### To do
Here is a block of entries. Write out its lines exactly, from the first through the one containing "use crate::error::Result;".

BEGIN Records for this task

// SPDX-License-Identifier: MPL-2.0
// This Source Code Form is subject to the terms of the Mozilla Public
// License, v. 2.0. If a copy of the MPL was not distributed with this
// file, You can obtain one at https://mozilla.org/MPL/2.0/.

//! Derogation kinds.
//!
//! A derogation is the vendor term for a temporary manual override of the
//! thermostat programme. Every override command carries a kind telling the
//! hub how long the override lasts.

use std::fmt;

use crate::error::ValueError;

/// How long a derogation (manual override) remains active.
#[derive(Debug, Clone, Copy, PartialEq, Eq, Hash)]
pub enum DerogationKind {
    /// Override until explicitly cancelled.
    FurtherNotice,
    /// Override until the next programmed mode change.
    NextMode,
    /// Override until a fixed date.
    Date,
}

impl DerogationKind {
    /// Returns the vendor string representation.
    #[must_use]
    pub const fn as_vendor_str(&self) -> &'static str {
        match self {
            Self::FurtherNotice => "further_notice",
            Self::NextMode => "next_mode",
            Self::Date => "date",
        }
    }

    /// Parses a vendor derogation-type value.
    ///
    /// # Errors
    ///
    /// Returns `ValueError::UnknownDerogationState` for values outside the
    /// mapped set.
    pub fn from_vendor_str(value: &str) -> Result<Self, ValueError> {
        match value {
            "further_notice" => Ok(Self::FurtherNotice),
            "next_mode" => Ok(Self::NextMode),
            "date" => Ok(Self::Date),
            other => Err(ValueError::UnknownDerogationState(other.to_string())),
        }
    }
}

impl fmt::Display for DerogationKind {
    fn fmt(&self, f: &mut fmt::Formatter<'_>) -> fmt::Result {
        f.write_str(self.as_vendor_str())
    }
}
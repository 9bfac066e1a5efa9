// SPDX-License-Identifier: MPL-2.0
// This Source Code Form is subject to the terms of the Mozilla Public
// License, v. 2.0. If a copy of the MPL was not distributed with this
// file, You can obtain one at https://mozilla.org/MPL/2.0/.

//! Programmable thermostat entity.

use std::sync::Arc;

use crate::climate::{Climate, SupportedFeatures, TemperatureFeed};
use crate::command::{DerogationCommand, ModeTemperatureCommand};
use crate::device::{states::names, ActiveStates, Device, DeviceUrl};
use crate::error::Result;
use crate::hub::HubClient;
use crate::types::{DerogationKind, HvacAction, HvacMode, PresetMode, TargetTemperature};

const HVAC_MODES: [HvacMode; 2] = [HvacMode::Heat, HvacMode::Auto];
const PRESET_MODES: [&str; 5] = ["none", "freeze", "sleep", "away", "home"];

/// Entity for the programmable thermostat family.
///
/// The thermostat runs a weekly programme. Manual control goes through
/// derogations: a derogation until a fixed `date` means the programme is
/// still in charge (`Auto`), while `next_mode`/`further_notice` derogations
/// are manual overrides (`Heat`). Which vendor states hold the active
/// preset and set-point depends on whether a derogation is running.
///
/// Entering an override saves the programmed set-point; leaving it restores
/// exactly that value.
#[derive(Debug)]
pub struct SomfyThermostat<C> {
    client: Arc<C>,
    device_url: DeviceUrl,
    label: String,
    hvac_mode: HvacMode,
    hvac_action: HvacAction,
    preset_mode: PresetMode,
    target: TargetTemperature,
    stored_target: TargetTemperature,
    feed: TemperatureFeed,
}

impl<C: HubClient> SomfyThermostat<C> {
    /// Creates the entity from a discovered device.
    ///
    /// # Errors
    ///
    /// Returns an error if the device is missing one of the thermostat
    /// states or reports a value outside the vendor vocabulary.
    pub fn from_device(client: Arc<C>, device: &Device) -> Result<Self> {
        let mut entity = Self {
            client,
            device_url: device.device_url().clone(),
            label: device.label().to_string(),
            hvac_mode: HvacMode::Auto,
            hvac_action: HvacAction::Idle,
            preset_mode: PresetMode::None,
            target: TargetTemperature::MIN,
            stored_target: TargetTemperature::MIN,
            feed: TemperatureFeed::new(),
        };
        entity.read_states(device.states())?;
        entity.stored_target = entity.target;
        Ok(entity)
    }

    /// Returns the set-point that will be restored when the current
    /// override ends.
    #[must_use]
    pub fn stored_target_temperature(&self) -> TargetTemperature {
        self.stored_target
    }

    fn read_states(&mut self, states: &ActiveStates) -> Result<()> {
        self.hvac_mode =
            HvacMode::from_derogation_state(states.get_str(names::DEROGATION_TYPE)?)?;

        // A running derogation moves the active preset and set-point into
        // the derogation states.
        let (preset_state, target_state) = if self.hvac_mode == HvacMode::Auto {
            (names::HEATING_MODE, names::TARGET_TEMPERATURE)
        } else {
            (
                names::DEROGATION_HEATING_MODE,
                names::DEROGATED_TARGET_TEMPERATURE,
            )
        };
        self.preset_mode = PresetMode::from_vendor_str(states.get_str(preset_state)?)?;
        self.target = TargetTemperature::clamped(states.get_f32(target_state)?);

        self.recompute_action();
        Ok(())
    }

    fn recompute_action(&mut self) {
        self.hvac_action = match self.feed.reading() {
            Some(current) if current.value() <= self.target.value() => HvacAction::Heating,
            _ => HvacAction::Idle,
        };
    }

    async fn apply_target(&mut self, target: TargetTemperature) -> Result<()> {
        self.client
            .apply_action(
                &self.device_url,
                &DerogationCommand::set_temperature(target, DerogationKind::FurtherNotice),
            )
            .await?;
        self.client
            .apply_action(&self.device_url, &ModeTemperatureCommand::manual(target))
            .await?;
        self.target = target;
        Ok(())
    }
}

impl<C: HubClient> Climate for SomfyThermostat<C> {
    fn label(&self) -> &str {
        &self.label
    }

    fn device_url(&self) -> &DeviceUrl {
        &self.device_url
    }

    fn hvac_mode(&self) -> HvacMode {
        self.hvac_mode
    }

    fn hvac_modes(&self) -> &[HvacMode] {
        &HVAC_MODES
    }

    fn hvac_action(&self) -> HvacAction {
        self.hvac_action
    }

    fn preset_mode(&self) -> &'static str {
        self.preset_mode.as_str()
    }

    fn preset_modes(&self) -> &[&'static str] {
        &PRESET_MODES
    }

    fn target_temperature(&self) -> Option<TargetTemperature> {
        Some(self.target)
    }

    fn current_temperature(&self) -> Option<crate::types::Temperature> {
        self.feed.reading()
    }

    fn supported_features(&self) -> SupportedFeatures {
        SupportedFeatures {
            target_temperature: true,
            preset_mode: true,
        }
    }

    fn record_temperature(&mut self, raw: &str) {
        self.feed.apply_reading(raw);
        self.recompute_action();
    }

    fn apply_states(&mut self, states: &ActiveStates) -> Result<()> {
        self.read_states(states)
    }

    async fn set_hvac_mode(&mut self, mode: HvacMode) -> Result<()> {
        if !HVAC_MODES.contains(&mode) {
            tracing::warn!(
                label = %self.label,
                mode = %mode,
                "hvac mode is not available for this thermostat"
            );
            return Ok(());
        }

        match mode {
            HvacMode::Auto if self.hvac_mode != HvacMode::Auto => {
                self.stored_target = self.target;
                self.client
                    .apply_action(&self.device_url, &DerogationCommand::Exit)
                    .await?;
                self.hvac_mode = HvacMode::Auto;
            }
            HvacMode::Heat if self.hvac_mode != HvacMode::Heat => {
                self.target = self.stored_target;
                self.preset_mode = PresetMode::None;
                self.client
                    .apply_action(
                        &self.device_url,
                        &DerogationCommand::set_temperature(
                            self.target,
                            DerogationKind::FurtherNotice,
                        ),
                    )
                    .await?;
                self.hvac_mode = HvacMode::Heat;
            }
            _ => {}
        }
        Ok(())
    }

    async fn set_preset_mode(&mut self, preset: &str) -> Result<()> {
        let Ok(preset) = preset.parse::<PresetMode>() else {
            tracing::warn!(
                label = %self.label,
                preset,
                "preset is not available for this thermostat"
            );
            return Ok(());
        };

        if preset == self.preset_mode {
            return Ok(());
        }

        if preset == PresetMode::None {
            // Leaving the preset restores the set-point saved when it was
            // entered.
            self.preset_mode = PresetMode::None;
            let target = self.stored_target;
            self.apply_target(target).await?;
        } else {
            self.preset_mode = preset;
            self.stored_target = self.target;
            self.client
                .apply_action(
                    &self.device_url,
                    &DerogationCommand::set_preset(preset, DerogationKind::FurtherNotice),
                )
                .await?;
        }
        Ok(())
    }

    async fn set_temperature(&mut self, celsius: f32) -> Result<()> {
        if celsius < TargetTemperature::MIN.value() {
            tracing::debug!(
                label = %self.label,
                requested = celsius,
                "set-point below safe range, engaging frost protection"
            );
            self.client
                .apply_action(
                    &self.device_url,
                    &DerogationCommand::set_preset(
                        PresetMode::Freeze,
                        DerogationKind::FurtherNotice,
                    ),
                )
                .await?;
        }

        let target = TargetTemperature::clamped(celsius);
        self.apply_target(target).await?;
        self.recompute_action();
        Ok(())
    }
}
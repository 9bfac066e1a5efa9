// SPDX-License-Identifier: MPL-2.0
// This Source Code Form is subject to the terms of the Mozilla Public
// License, v. 2.0. If a copy of the MPL was not distributed with this
// file, You can obtain one at https://mozilla.org/MPL/2.0/.

//! Event bus for broadcasting bridge events.

use tokio::sync::broadcast;

use super::BridgeEvent;

/// Default channel capacity for the event bus.
const DEFAULT_CHANNEL_CAPACITY: usize = 256;

/// Event bus broadcasting bridge events to multiple subscribers.
///
/// Built on tokio's broadcast channel; each subscriber gets its own copy of
/// each event. A slow subscriber may lose events once the channel fills
/// (`RecvError::Lagged`).
///
/// # Examples
///
/// ```
/// use tahoma_bridge::device::DeviceUrl;
/// use tahoma_bridge::event::{BridgeEvent, EventBus};
///
/// let bus = EventBus::new();
/// let mut rx = bus.subscribe();
///
/// bus.publish(BridgeEvent::device_added(DeviceUrl::new("io://gw/1")));
/// ```
#[derive(Debug)]
pub struct EventBus {
    sender: broadcast::Sender<BridgeEvent>,
}

impl EventBus {
    /// Creates a new event bus with default capacity.
    #[must_use]
    pub fn new() -> Self {
        Self::with_capacity(DEFAULT_CHANNEL_CAPACITY)
    }

    /// Creates a new event bus with the specified capacity.
    #[must_use]
    pub fn with_capacity(capacity: usize) -> Self {
        let (sender, _) = broadcast::channel(capacity);
        Self { sender }
    }

    /// Subscribes to bridge events.
    ///
    /// Returns a receiver that will receive all events published after the
    /// subscription is created.
    #[must_use]
    pub fn subscribe(&self) -> broadcast::Receiver<BridgeEvent> {
        self.sender.subscribe()
    }

    /// Returns the number of active subscribers.
    #[must_use]
    pub fn subscriber_count(&self) -> usize {
        self.sender.receiver_count()
    }

    /// Publishes an event to all subscribers.
    ///
    /// If there are no subscribers, the event is silently discarded.
    pub fn publish(&self, event: BridgeEvent) {
        // Ignore errors (no subscribers or channel closed)
        let _ = self.sender.send(event);
    }
}

impl Default for EventBus {
    fn default() -> Self {
        Self::new()
    }
}

impl Clone for EventBus {
    fn clone(&self) -> Self {
        Self {
            sender: self.sender.clone(),
        }
    }
}

#[cfg(test)]
mod tests {
    use super::*;
    use crate::device::DeviceUrl;

    fn url() -> DeviceUrl {
        DeviceUrl::new("io://1234-5678-9012/1")
    }

    #[test]
    fn new_bus_has_no_subscribers() {
        let bus = EventBus::new();
        assert_eq!(bus.subscriber_count(), 0);
    }

    #[test]
    fn subscribe_increments_count() {
        let bus = EventBus::new();

        let _rx1 = bus.subscribe();
        assert_eq!(bus.subscriber_count(), 1);

        let _rx2 = bus.subscribe();
        assert_eq!(bus.subscriber_count(), 2);
    }

    #[tokio::test]
    async fn publish_delivers_to_subscriber() {
        let bus = EventBus::new();
        let mut rx = bus.subscribe();

        bus.publish(BridgeEvent::device_added(url()));

        let event = rx.recv().await.unwrap();
        assert_eq!(event.device_url(), Some(&url()));
    }

    #[tokio::test]
    async fn publish_delivers_to_multiple_subscribers() {
        let bus = EventBus::new();
        let mut rx1 = bus.subscribe();
        let mut rx2 = bus.subscribe();

        bus.publish(BridgeEvent::states_updated(url()));

        assert!(rx1.recv().await.unwrap().is_state_update());
        assert!(rx2.recv().await.unwrap().is_state_update());
    }

    #[test]
    fn clone_shares_same_channel() {
        let bus1 = EventBus::new();
        let bus2 = bus1.clone();

        let _rx = bus1.subscribe();
        assert_eq!(bus2.subscriber_count(), 1);
    }
}
// SPDX-License-Identifier: MPL-2.0
// This Source Code Form is subject to the terms of the Mozilla Public
// License, v. 2.0. If a copy of the MPL was not distributed with this
// file, You can obtain one at https://mozilla.org/MPL/2.0/.

//! `TaHoma` Bridge - a Rust library bridging Somfy TaHoma hub devices into
//! a home-automation entity model.
//!
//! The bridge talks to the TaHoma cloud API, discovers the devices behind a
//! hub, and exposes them as typed entities: climate devices for two
//! thermostat families, scenes for stored action groups, and an event bus
//! announcing discovery, state changes and command executions.
//!
//! # Supported Features
//!
//! - **Climate control**: programme/override handling for the
//!   `SomfyThermostat` family, level-based regulation with on/off
//!   hysteresis for the `AtlanticElectricalHeater` family
//! - **Scenes**: activation of scenarios stored on the hub
//! - **Discovery**: widget/UI-class to platform mapping, gateway records
//! - **Services**: raw command execution and hub-wide state refresh
//!
//! # Quick Start
//!
//! ```no_run
//! use tahoma_bridge::climate::{Climate, SomfyThermostat};
//! use tahoma_bridge::device::Widget;
//! use tahoma_bridge::manager::{Bridge, BridgeConfig};
//!
//! #[tokio::main]
//! async fn main() -> tahoma_bridge::Result<()> {
//!     let config = BridgeConfig::new("user@example.com", "secret");
//!     let bridge = Bridge::from_config(config)?;
//!     bridge.connect().await?;
//!
//!     // Keep states fresh in the background
//!     let poll = bridge.spawn_poll_task();
//!     let refresh = bridge.spawn_refresh_task();
//!
//!     // Build climate entities for the discovered thermostats
//!     for device in bridge.devices().await {
//!         if device.widget() == &Widget::SomfyThermostat {
//!             let mut thermostat = SomfyThermostat::from_device(bridge.client(), &device)?;
//!             thermostat.set_temperature(21.0).await?;
//!         }
//!     }
//!
//!     poll.abort();
//!     refresh.abort();
//!     Ok(())
//! }
//! ```
//!
//! # Events
//!
//! ```no_run
//! use tahoma_bridge::event::BridgeEvent;
//! use tahoma_bridge::manager::{Bridge, BridgeConfig};
//!
//! #[tokio::main]
//! async fn main() -> tahoma_bridge::Result<()> {
//!     let bridge = Bridge::from_config(BridgeConfig::new("user@example.com", "secret"))?;
//!     let mut events = bridge.subscribe();
//!     bridge.connect().await?;
//!
//!     while let Ok(event) = events.recv().await {
//!         match event {
//!             BridgeEvent::StatesUpdated { device_url } => {
//!                 println!("states changed: {device_url}");
//!             }
//!             other => println!("{other:?}"),
//!         }
//!     }
//!     Ok(())
//! }
//! ```

pub mod climate;
pub mod command;
pub mod device;
pub mod discovery;
pub mod error;
pub mod event;
pub mod hub;
pub mod manager;
pub mod scene;
pub mod types;

pub use climate::{AtlanticHeater, Climate, SomfyThermostat, SupportedFeatures};
pub use command::{
    Command, CommandParam, DerogationCommand, GenericCommand, HeatingLevelCommand,
    ModeTemperatureCommand, RefreshStateCommand,
};
pub use device::{ActiveStates, Device, DeviceUrl, StateValue, Widget};
pub use error::{DeviceError, Error, HubError, ParseError, Result, ValueError};
pub use event::{BridgeEvent, EventBus};
pub use hub::{Endpoint, ExecutionId, HubClient, Scenario, TahomaHttpClient};
pub use manager::{Bridge, BridgeConfig};
pub use scene::Scene;
pub use types::{
    DerogationKind, HeatingLevel, HvacAction, HvacMode, PresetMode, TargetTemperature, Temperature,
};
// SPDX-License-Identifier: MPL-2.0
// This Source Code Form is subject to the terms of the Mozilla Public
// License, v. 2.0. If a copy of the MPL was not distributed with this
// file, You can obtain one at https://mozilla.org/MPL/2.0/.

//! Free-form command for the outward command-execution service.

use crate::command::{Command, CommandParam};

/// A command built from a raw name and argument list.
///
/// The bridge exposes an execute-command service that forwards arbitrary
/// vendor commands; this type carries them without interpretation.
///
/// # Examples
///
/// ```
/// use tahoma_bridge::command::{Command, GenericCommand};
///
/// let cmd = GenericCommand::new("setClosure").with_arg(25i64);
/// assert_eq!(cmd.name(), "setClosure");
/// assert_eq!(cmd.parameters().len(), 1);
/// ```
#[derive(Debug, Clone, PartialEq)]
pub struct GenericCommand {
    name: String,
    args: Vec<CommandParam>,
}

impl GenericCommand {
    /// Creates a command with no arguments.
    #[must_use]
    pub fn new(name: impl Into<String>) -> Self {
        Self {
            name: name.into(),
            args: Vec::new(),
        }
    }

    /// Appends an argument.
    #[must_use]
    pub fn with_arg(mut self, arg: impl Into<CommandParam>) -> Self {
        self.args.push(arg.into());
        self
    }

    /// Replaces the argument list.
    #[must_use]
    pub fn with_args(mut self, args: Vec<CommandParam>) -> Self {
        self.args = args;
        self
    }
}

impl Command for GenericCommand {
    fn name(&self) -> &str {
        &self.name
    }

    fn parameters(&self) -> Vec<CommandParam> {
        self.args.clone()
    }
}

END Records for this task

### Response to this exercise
// SPDX-License-Identifier: MPL-2.0
// This Source Code Form is subject to the terms of the Mozilla Public
// License, v. 2.0. If a copy of the MPL was not distributed with this
// file, You can obtain one at https://mozilla.org/MPL/2.0/.

//! Derogation kinds.
//!
//! A derogation is the vendor term for a temporary manual override of the
//! thermostat programme. Every override command carries a kind telling the
//! hub how long the override lasts.

use std::fmt;

use crate::error::ValueError;

/// How long a derogation (manual override) remains active.
#[derive(Debug, Clone, Copy, PartialEq, Eq, Hash)]
pub enum DerogationKind {
    /// Override until explicitly cancelled.
    FurtherNotice,
    /// Override until the next programmed mode change.
    NextMode,
    /// Override until a fixed date.
    Date,
}

impl DerogationKind {
    /// Returns the vendor string representation.
    #[must_use]
    pub const fn as_vendor_str(&self) -> &'static str {
        match self {
            Self::FurtherNotice => "further_notice",
            Self::NextMode => "next_mode",
            Self::Date => "date",
        }
    }

    /// Parses a vendor derogation-type value.
    ///
    /// # Errors
    ///
    /// Returns `ValueError::UnknownDerogationState` for values outside the
    /// mapped set.
    pub fn from_vendor_str(value: &str) -> Result<Self, ValueError> {
        match value {
            "further_notice" => Ok(Self::FurtherNotice),
            "next_mode" => Ok(Self::NextMode),
            "date" => Ok(Self::Date),
            other => Err(ValueError::UnknownDerogationState(other.to_string())),
        }
    }
}

impl fmt::Display for DerogationKind {
    fn fmt(&self, f: &mut fmt::Formatter<'_>) -> fmt::Result {
        f.write_str(self.as_vendor_str())
    }
}
repository 9bfac066e1a5efa9
// SPDX-License-Identifier: MPL-2.0
// This Source Code Form is subject to the terms of the Mozilla Public
// License, v. 2.0. If a copy of the MPL was not distributed with this
// file, You can obtain one at https://mozilla.org/MPL/2.0/.

//! Programmable thermostat entity.

use std::sync::Arc;

use crate::climate::{Climate, SupportedFeatures, TemperatureFeed};
use crate::command::{DerogationCommand, ModeTemperatureCommand};
use crate::device::{states::names, ActiveStates, Device, DeviceUrl};
use crate::error::Result;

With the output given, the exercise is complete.